I woke up this morning and for the first time thought "I am over reacting."

The more I think about it, I believe the doctor (the specialist that I spoke with about the heavy drinking before I knew I was pregnant) meant to say was that there is not a lot of data out there about binge drinking before a woman knows she is pregnant. That is what he meant by an "un-quantifiable risk." There is no study that says "it doubles the chances of a birth defect" or "it will absolutely result in a birth defect."

Taking anti-depressants during pregnancy seems extreme, but the fact that my counsellor would raise the idea with me reflects that I have been at the extreme edge of anxiety over this. And it sounds like the reality is that the baby is probably fine (despite the drinking, at least).

I am going to focus on the idea that we are, more probably than not, fine. Or at least I will try to do so.

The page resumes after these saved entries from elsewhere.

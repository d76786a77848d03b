use std::fmt;

/// Errors raised while preparing a distribution or risk channel for sampling
#[derive(Debug, Clone, PartialEq)]
pub enum SamplingError {
    InvalidDistributionParameters {
        family: &'static str,
        reason: &'static str,
    },
    InvalidRiskParameter {
        parameter: &'static str,
        value: f64,
        reason: &'static str,
    },
}

impl fmt::Display for SamplingError {
    fn fmt(&self, f: &mut fmt::Formatter<'_>) -> fmt::Result {
        match self {
            SamplingError::InvalidDistributionParameters { family, reason } => {
                write!(f, "invalid {family} parameters: {reason}")
            }
            SamplingError::InvalidRiskParameter {
                parameter,
                value,
                reason,
            } => write!(f, "invalid risk parameter {parameter}={value}: {reason}"),
        }
    }
}

impl std::error::Error for SamplingError {}

/// Errors from running the Monte Carlo aggregator
#[derive(Debug, Clone, PartialEq)]
pub enum SimulationError {
    Sampling(SamplingError),
    /// A run was requested with zero trials
    EmptyRun,
    UnknownSupplier(String),
}

impl fmt::Display for SimulationError {
    fn fmt(&self, f: &mut fmt::Formatter<'_>) -> fmt::Result {
        match self {
            SimulationError::Sampling(e) => write!(f, "{e}"),
            SimulationError::EmptyRun => write!(f, "simulation requires at least one trial"),
            SimulationError::UnknownSupplier(name) => {
                write!(f, "supplier {name:?} not found in registry")
            }
        }
    }
}

impl std::error::Error for SimulationError {
    fn source(&self) -> Option<&(dyn std::error::Error + 'static)> {
        match self {
            SimulationError::Sampling(e) => Some(e),
            _ => None,
        }
    }
}

impl From<SamplingError> for SimulationError {
    fn from(e: SamplingError) -> Self {
        SimulationError::Sampling(e)
    }
}

/// Reasons the allocation optimizer could not produce a valid allocation.
///
/// Callers receive these as the `Err` side of the optimizer's result and must
/// check for them before reading any allocation.
#[derive(Debug, Clone, PartialEq)]
pub enum OptimizationError {
    NoSuppliers,
    InvalidCost {
        supplier: String,
        reason: &'static str,
    },
    InvalidRiskAversion(f64),
    /// Every supplier's cost distribution has zero variance
    Degenerate,
    Infeasible(String),
    NotConverged {
        iterations: usize,
    },
}

impl fmt::Display for OptimizationError {
    fn fmt(&self, f: &mut fmt::Formatter<'_>) -> fmt::Result {
        match self {
            OptimizationError::NoSuppliers => write!(f, "no suppliers to allocate across"),
            OptimizationError::InvalidCost { supplier, reason } => {
                write!(f, "invalid cost distribution for {supplier:?}: {reason}")
            }
            OptimizationError::InvalidRiskAversion(lambda) => {
                write!(f, "risk aversion must be finite and non-negative, got {lambda}")
            }
            OptimizationError::Degenerate => {
                write!(f, "every supplier cost distribution is degenerate (zero variance)")
            }
            OptimizationError::Infeasible(reason) => write!(f, "allocation infeasible: {reason}"),
            OptimizationError::NotConverged { iterations } => {
                write!(f, "allocation did not converge after {iterations} iterations")
            }
        }
    }
}

impl std::error::Error for OptimizationError {}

Thank you again for your patience, your kind words, your encouragement and (when appropriate) your frankness.

TheChaoGoesMu Thu 07-Mar-13 16:53:36

Yay. I'm so pleased for you op.
And can I say congratulations?
Fab news.

smile I'm really pleased you're feeling a bit calmer tsmith.

Best of luck with the pregnancy

Teaandflapjacks Thu 07-Mar-13 21:40:34

tsmith - good for you - and don't be so hard on yourself hon - you have lots of strong hormones swirling about, it would make even the most rational person freak out at times. once you get to 17 weeks your hormones should bed down a bit more - at least in my case.

Anti-depressants definitely have their place, and have helped so many, many people, but they are also not always necessary, a bit of a knee jerk, when therapy incl. CBT and gentle exercise, such as walking 30 mins each day and even pet therapy, such as a dog or cat etc would work really well.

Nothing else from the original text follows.